What needs to be done:
The entries shown next need to be written again word for word.

[Data entries]
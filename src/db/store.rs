//! Per-user document store
//!
//! Every mutation maps onto a single atomic primitive of the backing store
//! (set-add, set-if-absent, compare-and-set, counter increment). Callers never
//! read a whole document, modify it and write it back.
use chrono::{DateTime, Utc};

use crate::{
    error::AppResult,
    models::{MovieId, UserInteractionRecord, UserListEntry, UserPreferences, UserProfile},
};

/// Outcome of a version-guarded write
#[derive(Debug, Clone, Copy, PartialEq, Eq)]
pub enum ConditionalWrite {
    Applied,
    /// No document exists at the target
    Missing,
    /// The stored version differs from the expected one
    VersionMismatch,
}

#[cfg_attr(test, mockall::automock)]
#[async_trait::async_trait]
pub trait UserStore: Send + Sync {
    /// Reads the user's interaction record, `None` if it was never created
    async fn interactions(&self, uid: &str) -> AppResult<Option<UserInteractionRecord>>;

    /// Adds a movie id to the user's interaction record, creating the record if needed
    ///
    /// Returns true if the id was newly added.
    async fn record_interaction(
        &self,
        uid: &str,
        movie_id: MovieId,
        at: DateTime<Utc>,
    ) -> AppResult<bool>;

    /// Creates an empty interaction record if none exists
    async fn ensure_interaction_record(&self, uid: &str, at: DateTime<Utc>) -> AppResult<()>;

    async fn list_entries(&self, uid: &str) -> AppResult<Vec<UserListEntry>>;

    async fn list_entry(&self, uid: &str, movie_id: MovieId) -> AppResult<Option<UserListEntry>>;

    /// Stores an entry unless one already exists for the same movie
    ///
    /// Returns false if the movie was already listed.
    async fn insert_list_entry(&self, uid: &str, entry: &UserListEntry) -> AppResult<bool>;

    /// Replaces an entry only if its stored version equals `expected_version`
    async fn replace_list_entry(
        &self,
        uid: &str,
        entry: &UserListEntry,
        expected_version: u64,
    ) -> AppResult<ConditionalWrite>;

    /// Returns false if no entry existed
    async fn remove_list_entry(&self, uid: &str, movie_id: MovieId) -> AppResult<bool>;

    async fn profile(&self, uid: &str) -> AppResult<Option<UserProfile>>;

    async fn save_profile(&self, profile: &UserProfile) -> AppResult<()>;

    /// Claims a username for `uid`, case-insensitively
    ///
    /// Returns true if the name is now held by `uid` (newly or already).
    async fn claim_username(&self, uid: &str, username: &str) -> AppResult<bool>;

    async fn release_username(&self, uid: &str, username: &str) -> AppResult<()>;

    /// Claims an email address for `uid`, same semantics as [`UserStore::claim_username`]
    async fn claim_email(&self, uid: &str, email: &str) -> AppResult<bool>;

    async fn release_email(&self, uid: &str, email: &str) -> AppResult<()>;

    async fn preferences(&self, uid: &str) -> AppResult<Option<UserPreferences>>;

    async fn save_preferences(&self, uid: &str, preferences: &UserPreferences) -> AppResult<()>;

    /// Next value of the sequential platform user id, starting at 1
    async fn next_user_id(&self) -> AppResult<u64>;

    /// Backend name for logging
    fn name(&self) -> &'static str;
}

Expected answer:
filename src/db/store.rs
//! Per-user document store
//!
//! Every mutation maps onto a single atomic primitive of the backing store
//! (set-add, set-if-absent, compare-and-set, counter increment). Callers never
//! read a whole document, modify it and write it back.
use chrono::{DateTime, Utc};

use crate::{
    error::AppResult,
    models::{MovieId, UserInteractionRecord, UserListEntry, UserPreferences, UserProfile},
};

/// Outcome of a version-guarded write
#[derive(Debug, Clone, Copy, PartialEq, Eq)]
pub enum ConditionalWrite {
    Applied,
    /// No document exists at the target
    Missing,
    /// The stored version differs from the expected one
    VersionMismatch,
}

#[cfg_attr(test, mockall::automock)]
#[async_trait::async_trait]
pub trait UserStore: Send + Sync {
    /// Reads the user's interaction record, `None` if it was never created
    async fn interactions(&self, uid: &str) -> AppResult<Option<UserInteractionRecord>>;

    /// Adds a movie id to the user's interaction record, creating the record if needed
    ///
    /// Returns true if the id was newly added.
    async fn record_interaction(
        &self,
        uid: &str,
        movie_id: MovieId,
        at: DateTime<Utc>,
    ) -> AppResult<bool>;

    /// Creates an empty interaction record if none exists
    async fn ensure_interaction_record(&self, uid: &str, at: DateTime<Utc>) -> AppResult<()>;

    async fn list_entries(&self, uid: &str) -> AppResult<Vec<UserListEntry>>;

    async fn list_entry(&self, uid: &str, movie_id: MovieId) -> AppResult<Option<UserListEntry>>;

    /// Stores an entry unless one already exists for the same movie
    ///
    /// Returns false if the movie was already listed.
    async fn insert_list_entry(&self, uid: &str, entry: &UserListEntry) -> AppResult<bool>;

    /// Replaces an entry only if its stored version equals `expected_version`
    async fn replace_list_entry(
        &self,
        uid: &str,
        entry: &UserListEntry,
        expected_version: u64,
    ) -> AppResult<ConditionalWrite>;

    /// Returns false if no entry existed
    async fn remove_list_entry(&self, uid: &str, movie_id: MovieId) -> AppResult<bool>;

    async fn profile(&self, uid: &str) -> AppResult<Option<UserProfile>>;

    async fn save_profile(&self, profile: &UserProfile) -> AppResult<()>;

    /// Claims a username for `uid`, case-insensitively
    ///
    /// Returns true if the name is now held by `uid` (newly or already).
    async fn claim_username(&self, uid: &str, username: &str) -> AppResult<bool>;

    async fn release_username(&self, uid: &str, username: &str) -> AppResult<()>;

    /// Claims an email address for `uid`, same semantics as [`UserStore::claim_username`]
    async fn claim_email(&self, uid: &str, email: &str) -> AppResult<bool>;

    async fn release_email(&self, uid: &str, email: &str) -> AppResult<()>;

    async fn preferences(&self, uid: &str) -> AppResult<Option<UserPreferences>>;

    async fn save_preferences(&self, uid: &str, preferences: &UserPreferences) -> AppResult<()>;

    /// Next value of the sequential platform user id, starting at 1
    async fn next_user_id(&self) -> AppResult<u64>;

    /// Backend name for logging
    fn name(&self) -> &'static str;
}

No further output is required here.